Winzip is vindictive

L

longtooth

Update on my experience with downloading Winzip.
Suffice it to say that it was necessary, for business
reasons that I use Winzip. It was not a choice and I much
prefer to use Windows own Compressed folders simply
because using it is a " no brainer " and Winzip takes
considerably more effort to learn how to jump through its
many and varied hoops.
I posted several days ago with my conserns about losing
compressed folders after downloading Winzip,and this did
occur. Winzip deleted all refrences to and use of
compressed folders. After my original post someone
suggested a way to get compressed folders to co-exist
with Winzip. This failed to produce any negligable
results. Although my computer reported the method used
was sucessful compressed folders cannot be located to
this date. Undaunted I deleted Winzip from my personal
side of the computer, but still no compressed folders.
The only effect being that all the folders in
my "favorites" menu turned a sickly shade of washed out
yellow and became ragged looking. Days passed and I
finally decided to try and learn to use Winzip, so loaded
it back onto my "personal" side. I still have'nt learned
to use winzip but have already benefited from the
experience. Immediately the folders in my "favorites"
menu returned to a bright yellow and lost the ragged look.
So what is the moral to this story ? Beats me, Other than
if it aint broke, dont fix it. Winzip is vindictive.
 
P

Pat Garard

G'Day Longtooth,

First - There is no particular connection between Winzip and Compressed
Folders.

Winzip is used to collect and compress files so that:
-You may have a smaller attachment for an e-mail
-You may send an '.exe' to somebody and ensure that Outlook lets it
through (Outlook will rip off files with certain extensions like .exe
and .pif).
-You can fit it on a floppy (or a set of floppies using spanning).
-....and other similar facilities.

The ability to compress folders on disk, is a built-in feature of Windows Xp
that allows you to trade off performance for disk space (you use up less
disk space, but opening files etc will be a tad slower). This compression is
entirely transparent - if you copy/move a file, any
decompression/recompression etc is handled automatically by Xp. If you open,
in (say) Word, a document that happens to be compressed then Word is
entirely unaware - Xp gives it the decompressed version, and recompresses it
on save. In particular, Winzip cannot see any Xp applied compression - any
compressed files sent to Winzip are decompressed by Xp, and then
recompressed by WinZip.

Second - Xp will offer this (automatic compression) service as the default
for handling ".zip" files (so you don't need pkzip, winzip etc) - and this
may be where the conflict is arising. I keep the two functions separate.

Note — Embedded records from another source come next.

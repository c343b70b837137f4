//! Environment variable source: TREEFS__ prefix with __ separator

use config::builder::DefaultState;
use config::ConfigBuilder;
use config::ConfigError;
use config::Environment;

/// Add environment variable overlay to builder.
/// `TREEFS__STORE__INODE_TABLE_SIZE=128` sets `store.inode_table_size`.
pub fn add_to_builder(
    builder: ConfigBuilder<DefaultState>,
) -> Result<ConfigBuilder<DefaultState>, ConfigError> {
    let builder = builder.add_source(
        Environment::with_prefix("TREEFS")
            .prefix_separator("__")
            .separator("__")
            .try_parsing(true),
    );
    Ok(builder)
}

Sorry to be long-winded, but I hope I have cleared things up a bit!
 
P

Pat Garard

Forget what I said about moving/copying - my mind was multi-tasking and
suffered a FATAL Page Fault.
The rest is ok.
 
L

longtooth

-----Original Message-----
G'Day Longtooth,

First - There is no particular connection between Winzip and Compressed
Folders.

Winzip is used to collect and compress files so that:
-You may have a smaller attachment for an e-mail
-You may send an '.exe' to somebody and ensure that Outlook lets it
through (Outlook will rip off files with certain extensions like .exe
and .pif).
-You can fit it on a floppy (or a set of floppies using spanning).
-....and other similar facilities.

The ability to compress folders on disk, is a built-in feature of Windows Xp
that allows you to trade off performance for disk space (you use up less
disk space, but opening files etc will be a tad slower). This compression is
entirely transparent - if you copy/move a file, any
decompression/recompression etc is handled automatically by Xp. If you open,
in (say) Word, a document that happens to be compressed then Word is
entirely unaware - Xp gives it the decompressed version, and recompresses it
on save. In particular, Winzip cannot see any Xp applied compression - any
compressed files sent to Winzip are decompressed by Xp, and then
recompressed by WinZip.

Second - Xp will offer this (automatic compression) service as the default
for handling ".zip" files (so you don't need pkzip, winzip etc) - and this
may be where the conflict is arising. I keep the two functions separate.

Sorry to be long-winded, but I hope I have cleared things up a bit!
--
Hope this helps!

Pat Garard
Australia




.
Pat,thanks for your reply.And may I say G'Day to you and
it is great hearing from an Aussie. I printed your reply
to give me time to digest it completely. My problem was,
and is that Winzip will not co-exist on my computer with
XPs compressed folders and deleted it from my system
totally,as best as I can tell. All efforts at raising
compressed folders have failed, so I guess I'll learn to
use winzip.I could say a lot more of a personal nature
but since this is not a chat line ------My very best to
you and yours from Oklahoma,land of the Redman.